→ Excerpted data
──────

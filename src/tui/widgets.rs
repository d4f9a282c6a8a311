//! Drawing helpers that turn render-model pieces into ratatui widgets

use crate::core::{StatusLevel, StatusLine};
use crate::services::renderer::{
    ColumnChecklist, RegressionFormView, ReportView, TableView, UniqueCell,
};
use crate::tui::action::{Action, ActionCategory};
use crate::tui::keybindings::KeyBindings;
use crate::tui::theme::Theme;
use ratatui::{
    Frame,
    layout::{Constraint, Layout, Rect},
    text::{Line, Span, Text},
    widgets::{Block, Borders, Cell, Clear, List, ListItem, ListState, Paragraph, Row, Table, Wrap},
};

const MAX_COLUMN_WIDTH: usize = 28;

fn pane_block<'a>(title: impl Into<Line<'a>>, theme: &Theme, focused: bool) -> Block<'a> {
    Block::default()
        .title(title)
        .borders(Borders::ALL)
        .border_style(theme.border_style(focused))
}

/// Row height for an enumerated list cell
fn list_height(items: usize) -> u16 {
    u16::try_from(items.max(1)).unwrap_or(u16::MAX)
}

/// Column widths sized to the widest header or cell, capped
fn widths_for(headers: &[String], rows: &[Vec<String>]) -> Vec<Constraint> {
    headers
        .iter()
        .enumerate()
        .map(|(idx, header)| {
            let widest = rows
                .iter()
                .filter_map(|r| r.get(idx))
                .map(|c| c.chars().count())
                .chain(std::iter::once(header.chars().count()))
                .max()
                .unwrap_or(1);
            Constraint::Length(widest.clamp(1, MAX_COLUMN_WIDTH) as u16)
        })
        .collect()
}

/// Draw a preview-style table; the first header gets the key style
pub fn draw_table(frame: &mut Frame, area: Rect, title: &str, view: Option<&TableView>, theme: &Theme, focused: bool) {
    let block = pane_block(title.to_string(), theme, focused);
    let Some(view) = view else {
        let hint = Paragraph::new("Nothing to show yet").style(theme.locked_style()).block(block);
        frame.render_widget(hint, area);
        return;
    };

    let header = Row::new(view.headers.iter().map(|h| {
        let style = if h.highlighted { theme.key_header_style() } else { theme.header_style() };
        Cell::from(h.label.clone()).style(style)
    }));
    let rows = view
        .rows
        .iter()
        .map(|r| Row::new(r.iter().map(|c| Cell::from(c.clone()))).style(theme.normal_style()));
    let labels: Vec<String> = view.headers.iter().map(|h| h.label.clone()).collect();
    let table = Table::new(rows, widths_for(&labels, &view.rows))
        .header(header)
        .column_spacing(1)
        .block(block);
    frame.render_widget(table, area);
}

/// Column picker with a cursor; the submit hint reflects whether plotting is allowed
pub fn draw_column_picker(
    frame: &mut Frame,
    area: Rect,
    picker: &ColumnChecklist,
    cursor: usize,
    theme: &Theme,
    focused: bool,
) {
    let items: Vec<ListItem> = picker
        .items
        .iter()
        .map(|item| {
            let mark = if item.checked { "[x] " } else { "[ ] " };
            let style = if item.checked { theme.checked_style() } else { theme.normal_style() };
            ListItem::new(Line::from(vec![Span::styled(mark, style), Span::raw(item.label.clone())]))
        })
        .collect();
    let hint = if picker.can_submit {
        Span::styled(" Enter: plot ", theme.action_style())
    } else {
        Span::styled(" select 2+ to plot ", theme.locked_style())
    };
    let block = pane_block(" Select Columns ", theme, focused).title_bottom(Line::from(hint));
    let list = List::new(items)
        .block(block)
        .highlight_style(theme.cursor_style());
    let mut state = ListState::default();
    if focused && !picker.items.is_empty() {
        state.select(Some(cursor.min(picker.items.len() - 1)));
    }
    frame.render_stateful_widget(list, area, &mut state);
}

/// Read-only regression form plus the last MSE, if any
pub fn draw_regression_form(
    frame: &mut Frame,
    area: Rect,
    form: &RegressionFormView,
    mse: Option<f64>,
    theme: &Theme,
    focused: bool,
) {
    let mut lines = vec![Line::styled("Feature columns", theme.header_style())];
    for feature in &form.features {
        lines.push(Line::styled(format!("  [x] {}", feature.label), theme.locked_style()));
    }
    lines.push(Line::default());
    lines.push(Line::styled("Target column", theme.header_style()));
    if let Some(target) = &form.target {
        lines.push(Line::styled(format!("  [x] {}", target.label), theme.locked_style()));
    }
    lines.push(Line::default());
    lines.push(Line::styled("Enter: submit", theme.action_style()));
    if let Some(mse) = mse {
        lines.push(Line::default());
        lines.push(Line::styled("MSE Value", theme.header_style()));
        lines.push(Line::styled(format!("  {mse}"), theme.success_style()));
    }
    let paragraph = Paragraph::new(lines)
        .block(pane_block(" Linear Regression ", theme, focused))
        .wrap(Wrap { trim: false });
    frame.render_widget(paragraph, area);
}

/// The four report tables in a 2x2 grid, with the overview line in the title
pub fn draw_report(frame: &mut Frame, area: Rect, report: &ReportView, cursor: usize, theme: &Theme, focused: bool) {
    let title = match &report.overview {
        Some(overview) => format!(" Descriptive Report: {overview} "),
        None => " Descriptive Report ".to_string(),
    };
    let outer = pane_block(title, theme, focused);
    let inner = outer.inner(area);
    frame.render_widget(outer, area);

    let [top, bottom] = Layout::vertical([Constraint::Percentage(50), Constraint::Percentage(50)]).areas(inner);
    let [types_area, missing_area] =
        Layout::horizontal([Constraint::Percentage(40), Constraint::Percentage(60)]).areas(top);
    let [unique_area, stats_area] =
        Layout::horizontal([Constraint::Percentage(35), Constraint::Percentage(65)]).areas(bottom);

    let type_rows = report
        .data_types
        .iter()
        .map(|r| Row::new(vec![Cell::from(r.column.clone()), Cell::from(r.dtype.clone())]));
    let types = Table::new(type_rows, [Constraint::Percentage(60), Constraint::Percentage(40)])
        .header(Row::new(vec!["Column", "Type"]).style(theme.header_style()))
        .block(pane_block(" Data Types ", theme, false));
    frame.render_widget(types, types_area);

    let missing_rows = report.missing_values.iter().enumerate().map(|(idx, r)| {
        let action = if r.remove_nulls {
            Cell::from("[remove nulls]").style(theme.action_style())
        } else {
            Cell::from("")
        };
        let row = Row::new(vec![
            Cell::from(r.column.clone()),
            Cell::from(r.dtype.clone().unwrap_or_default()).style(theme.locked_style()),
            Cell::from(r.missing.to_string()),
            action,
        ]);
        if focused && idx == cursor { row.style(theme.cursor_style()) } else { row }
    });
    let missing = Table::new(
        missing_rows,
        [
            Constraint::Percentage(35),
            Constraint::Percentage(20),
            Constraint::Percentage(15),
            Constraint::Percentage(30),
        ],
    )
    .header(Row::new(vec!["Column", "Type", "Missing", ""]).style(theme.header_style()))
    .block(pane_block(" Missing Values ", theme, false).title_bottom(" n: remove nulls "));
    frame.render_widget(missing, missing_area);

    let unique_rows = report.unique_values.iter().map(|r| {
        let (text, height) = match &r.value {
            UniqueCell::Scalar(v) => (Text::from(v.clone()), 1),
            UniqueCell::List(values) => (
                Text::from(
                    values
                        .iter()
                        .enumerate()
                        .map(|(i, v)| Line::from(format!("{}. {v}", i + 1)))
                        .collect::<Vec<_>>(),
                ),
                list_height(values.len()),
            ),
        };
        Row::new(vec![Cell::from(r.column.clone()), Cell::from(text)]).height(height)
    });
    let unique = Table::new(unique_rows, [Constraint::Percentage(45), Constraint::Percentage(55)])
        .header(Row::new(vec!["Column", "Unique Values"]).style(theme.header_style()))
        .block(pane_block(" Unique Values ", theme, false));
    frame.render_widget(unique, unique_area);

    let stats = &report.statistics;
    let mut headers = vec![String::new()];
    headers.extend(stats.columns.iter().cloned());
    let body: Vec<Vec<String>> = stats
        .rows
        .iter()
        .map(|r| std::iter::once(r.statistic.clone()).chain(r.values.iter().cloned()).collect())
        .collect();
    let widths = widths_for(&headers, &body);
    let stat_rows = body.into_iter().map(|cells| {
        let mut cells = cells.into_iter();
        let name = Cell::from(cells.next().unwrap_or_default()).style(theme.header_style());
        Row::new(std::iter::once(name).chain(cells.map(Cell::from)))
    });
    let statistics = Table::new(stat_rows, widths)
        .header(Row::new(headers).style(theme.header_style()))
        .block(pane_block(" Summary Statistics ", theme, false));
    frame.render_widget(statistics, stats_area);
}

pub fn status_paragraph<'a>(status: Option<&StatusLine>, pending: usize, theme: &Theme) -> Paragraph<'a> {
    let mut spans = Vec::new();
    if pending > 0 {
        spans.push(Span::styled(format!("[{pending} pending] "), theme.warning_style()));
    }
    if let Some(status) = status {
        let style = match status.level {
            StatusLevel::Info => theme.success_style(),
            StatusLevel::Warn => theme.warning_style(),
            StatusLevel::Error => theme.error_style(),
        };
        spans.push(Span::styled(status.at.format("%H:%M:%S ").to_string(), theme.locked_style()));
        spans.push(Span::styled(status.message.clone(), style));
    } else {
        spans.push(Span::styled("Press u to upload a dataset, ? for help", theme.locked_style()));
    }
    Paragraph::new(Line::from(spans))
}

/// Keybinding reference grouped by category
pub fn draw_help(frame: &mut Frame, area: Rect, keybindings: &KeyBindings, theme: &Theme) {
    let popup = centered_rect(60, 70, area);
    let mut lines = Vec::new();
    for category in [
        ActionCategory::Dataset,
        ActionCategory::Analysis,
        ActionCategory::Navigation,
        ActionCategory::Application,
    ] {
        lines.push(Line::styled(category.to_string(), theme.header_style()));
        for action in Action::all().into_iter().filter(|a| a.category() == category) {
            let keys = keybindings.keys_for_action(action).join(", ");
            lines.push(Line::from(vec![
                Span::styled(format!("  {keys:<14}"), theme.action_style()),
                Span::raw(action.description()),
            ]));
        }
        lines.push(Line::default());
    }
    frame.render_widget(Clear, popup);
    frame.render_widget(
        Paragraph::new(lines).block(pane_block(" Help ", theme, true)),
        popup,
    );
}

/// Rectangle of the given percentage size centred in `area`
pub fn centered_rect(percent_x: u16, percent_y: u16, area: Rect) -> Rect {
    let [_, middle, _] = Layout::vertical([
        Constraint::Percentage((100 - percent_y) / 2),
        Constraint::Percentage(percent_y),
        Constraint::Percentage((100 - percent_y) / 2),
    ])
    .areas(area);
    let [_, center, _] = Layout::horizontal([
        Constraint::Percentage((100 - percent_x) / 2),
        Constraint::Percentage(percent_x),
        Constraint::Percentage((100 - percent_x) / 2),
    ])
    .areas(middle);
    center
}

──────

→ Exercise requirements
Only the lines above, from the first through the one holding "const MAX_COLUMN_WIDTH: usize = 28;", are to be output, and they must be copied exactly.

→ Exercise result
filename src/tui/widgets.rs
repository d4f9a282c6a8a311
//! Drawing helpers that turn render-model pieces into ratatui widgets

use crate::core::{StatusLevel, StatusLine};
use crate::services::renderer::{
    ColumnChecklist, RegressionFormView, ReportView, TableView, UniqueCell,
};
use crate::tui::action::{Action, ActionCategory};
use crate::tui::keybindings::KeyBindings;
use crate::tui::theme::Theme;
use ratatui::{
    Frame,
    layout::{Constraint, Layout, Rect},
    text::{Line, Span, Text},
    widgets::{Block, Borders, Cell, Clear, List, ListItem, ListState, Paragraph, Row, Table, Wrap},
};

const MAX_COLUMN_WIDTH: usize = 28;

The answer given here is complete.